Repo healthAi promptsPrompt rubricEvaluation

A Repo Health Scorecard Prompt for Any Codebase

What a repo health scorecard prompt is and how to build one that scores tests, docs, CI, and dependencies — then turns the score into a fundable improvement plan.

PPromptsCart Team·January 12, 2026·Updated June 14, 2026·7 min read

A new engineer joins, clones the repo, and spends two days just figuring out how to run it. The tests pass locally but not in CI, the README documents a setup that changed a year ago, and three dependencies are two majors behind. None of this is in a ticket. It's the ambient cost of an unhealthy repo, and nobody measured it until it slowed the team down.

A repo health scorecard prompt measures it on purpose. It scores the repository across the dimensions that actually predict friction — tests, docs, CI, dependencies, structure — and turns the result into a plan a lead can fund. The tools and metric definitions you'll find searching this topic stop at "here's what a health score is." They don't give you a prompt that reads your repo and produces one.

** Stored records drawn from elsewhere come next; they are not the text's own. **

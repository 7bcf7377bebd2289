use std::fmt;

use crate::error::LoadError;

/// One line of a `.tsi` program.
#[derive(Debug, Clone, PartialEq, Eq)]
pub enum Instruction {
    Push(i64),
    Load(String),
    Store(String),
    Add,
    Sub,
    Mul,
    Div,
    Mod,
    CmpLt,
    CmpLe,
    CmpGt,
    CmpGe,
    CmpEq,
    CmpNe,
    And,
    Or,
    Not,
    Neg,
    Print,
    Jmp(String),
    Jz(String),
    /// `name:` - marks a jump target, does nothing when executed
    Label(String),
    Halt,
}

impl Instruction {
    pub fn mnemonic(&self) -> &'static str {
        match self {
            Self::Push(_) => "PUSH",
            Self::Load(_) => "LOAD",
            Self::Store(_) => "STORE",
            Self::Add => "ADD",
            Self::Sub => "SUB",
            Self::Mul => "MUL",
            Self::Div => "DIV",
            Self::Mod => "MOD",
            Self::CmpLt => "CMPLT",
            Self::CmpLe => "CMPLE",
            Self::CmpGt => "CMPGT",
            Self::CmpGe => "CMPGE",
            Self::CmpEq => "CMPEQ",
            Self::CmpNe => "CMPNE",
            Self::And => "AND",
            Self::Or => "OR",
            Self::Not => "NOT",
            Self::Neg => "NEG",
            Self::Print => "PRINT",
            Self::Jmp(_) => "JMP",
            Self::Jz(_) => "JZ",
            Self::Label(_) => "LABEL",
            Self::Halt => "HALT",
        }
    }

    /// Decodes a single source line. Blank lines decode to `None`.
    pub fn parse_line(line: usize, text: &str) -> Result<Option<Self>, LoadError> {
        let text = text.trim();
        if text.is_empty() {
            return Ok(None);
        }

        if let Some(name) = text.strip_suffix(':') {
            if !is_name(name) {
                return Err(LoadError::InvalidOperand {
                    line,
                    mnemonic: "LABEL".to_string(),
                    operand: name.to_string(),
                });
            }
            return Ok(Some(Self::Label(name.to_string())));
        }

        let mut parts = text.split_whitespace();
        let mnemonic = parts.next().unwrap_or_default();
        let operand = parts.next();
        if let Some(extra) = parts.next() {
            return Err(LoadError::UnexpectedOperand {
                line,
                mnemonic: mnemonic.to_string(),
                operand: extra.to_string(),
            });
        }

        let instruction = match mnemonic {
            "PUSH" => {
                let operand = required(line, mnemonic, operand, "an integer")?;
                let value = operand.parse().map_err(|_| LoadError::InvalidOperand {
                    line,
                    mnemonic: mnemonic.to_string(),
                    operand: operand.to_string(),
                })?;
                Self::Push(value)
            }
            "LOAD" => Self::Load(name_operand(line, mnemonic, operand, "a variable name")?),
            "STORE" => Self::Store(name_operand(line, mnemonic, operand, "a variable name")?),
            "JMP" => Self::Jmp(name_operand(line, mnemonic, operand, "a label")?),
            "JZ" => Self::Jz(name_operand(line, mnemonic, operand, "a label")?),
            _ => {
                let bare = match mnemonic {
                    "ADD" => Self::Add,
                    "SUB" => Self::Sub,
                    "MUL" => Self::Mul,
                    "DIV" => Self::Div,
                    "MOD" => Self::Mod,
                    "CMPLT" => Self::CmpLt,
                    "CMPLE" => Self::CmpLe,
                    "CMPGT" => Self::CmpGt,
                    "CMPGE" => Self::CmpGe,
                    "CMPEQ" => Self::CmpEq,
                    "CMPNE" => Self::CmpNe,
                    "AND" => Self::And,
                    "OR" => Self::Or,
                    "NOT" => Self::Not,
                    "NEG" => Self::Neg,
                    "PRINT" => Self::Print,
                    "HALT" => Self::Halt,
                    _ => {
                        return Err(LoadError::UnknownInstruction {
                            line,
                            mnemonic: mnemonic.to_string(),
                        });
                    }
                };
                if let Some(extra) = operand {
                    return Err(LoadError::UnexpectedOperand {
                        line,
                        mnemonic: mnemonic.to_string(),
                        operand: extra.to_string(),
                    });
                }
                bare
            }
        };

        Ok(Some(instruction))
    }
}

impl fmt::Display for Instruction {
    fn fmt(&self, f: &mut fmt::Formatter<'_>) -> fmt::Result {
        match self {
            Self::Push(value) => write!(f, "PUSH {}", value),
            Self::Load(name) | Self::Store(name) | Self::Jmp(name) | Self::Jz(name) => {
                write!(f, "{} {}", self.mnemonic(), name)
            }
            Self::Label(name) => write!(f, "{}:", name),
            _ => f.write_str(self.mnemonic()),
        }
    }
}

fn required<'a>(
    line: usize,
    mnemonic: &str,
    operand: Option<&'a str>,
    expected: &'static str,
) -> Result<&'a str, LoadError> {
    operand.ok_or_else(|| LoadError::MissingOperand {
        line,
        mnemonic: mnemonic.to_string(),
        expected,
    })
}

fn name_operand(
    line: usize,
    mnemonic: &str,
    operand: Option<&str>,
    expected: &'static str,
) -> Result<String, LoadError> {
    let operand = required(line, mnemonic, operand, expected)?;
    if !is_name(operand) {
        return Err(LoadError::InvalidOperand {
            line,
            mnemonic: mnemonic.to_string(),
            operand: operand.to_string(),
        });
    }
    Ok(operand.to_string())
}

fn is_name(text: &str) -> bool {
    let mut chars = text.chars();
    match chars.next() {
        Some(first) if first.is_ascii_alphabetic() || first == '_' => {
            chars.all(|ch| ch.is_ascii_alphanumeric() || ch == '_')
        }
        _ => false,
    }
}

#[cfg(test)]
mod tests {
    use super::*;

    #[test]
    fn decodes_operands_and_labels() {
        assert_eq!(Instruction::parse_line(1, "PUSH -42").unwrap(), Some(Instruction::Push(-42)));
        assert_eq!(
            Instruction::parse_line(1, "  STORE counter ").unwrap(),
            Some(Instruction::Store("counter".to_string()))
        );
        assert_eq!(
            Instruction::parse_line(1, "L3:").unwrap(),
            Some(Instruction::Label("L3".to_string()))
        );
        assert_eq!(Instruction::parse_line(1, "   ").unwrap(), None);
    }

    #[test]
    fn display_matches_listing_format() {
        assert_eq!(Instruction::Push(7).to_string(), "PUSH 7");
        assert_eq!(Instruction::Jz("L1".to_string()).to_string(), "JZ L1");
        assert_eq!(Instruction::Label("L0".to_string()).to_string(), "L0:");
        assert_eq!(Instruction::CmpNe.to_string(), "CMPNE");
    }

    #[test]
    fn rejects_malformed_lines() {
        assert_eq!(
            Instruction::parse_line(4, "JUMP L0"),
            Err(LoadError::UnknownInstruction { line: 4, mnemonic: "JUMP".to_string() })
        );
        assert!(matches!(
            Instruction::parse_line(2, "PUSH"),
            Err(LoadError::MissingOperand { line: 2, .. })
        ));
        assert!(matches!(
            Instruction::parse_line(2, "PUSH x"),
            Err(LoadError::InvalidOperand { line: 2, .. })
        ));
        assert!(matches!(
            Instruction::parse_line(3, "ADD 1"),
            Err(LoadError::UnexpectedOperand { line: 3, .. })
        ));
        assert!(matches!(
            Instruction::parse_line(5, "LOAD 1x"),
            Err(LoadError::InvalidOperand { line: 5, .. })
        ));
    }
}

What a repo health scorecard prompt is

It's a reusable prompt that applies a weighted rubric to a codebase and returns a score per dimension, a composite, and a ranked list of what to fix first. The rubric is fixed; the repo is the variable. That's what lets the same prompt grade a Python service and a TypeScript monorepo without rewriting it.

The dimensions that matter aren't mysterious:

Tests. Do they exist, run, and cover the risky paths?
Docs. Can someone set up and contribute without asking?
CI. Is it green, fast, and actually gating?
Dependencies. Current, pinned, and free of known risk?
Structure. Can a human or an agent navigate it?

Definition first

A repo health scorecard prompt scores a repository across weighted dimensions and outputs a number per dimension plus a sequenced improvement plan. It works on any codebase because the standard lives in the rubric, not in the repo, so the same prompt grades wildly different projects on the same scale.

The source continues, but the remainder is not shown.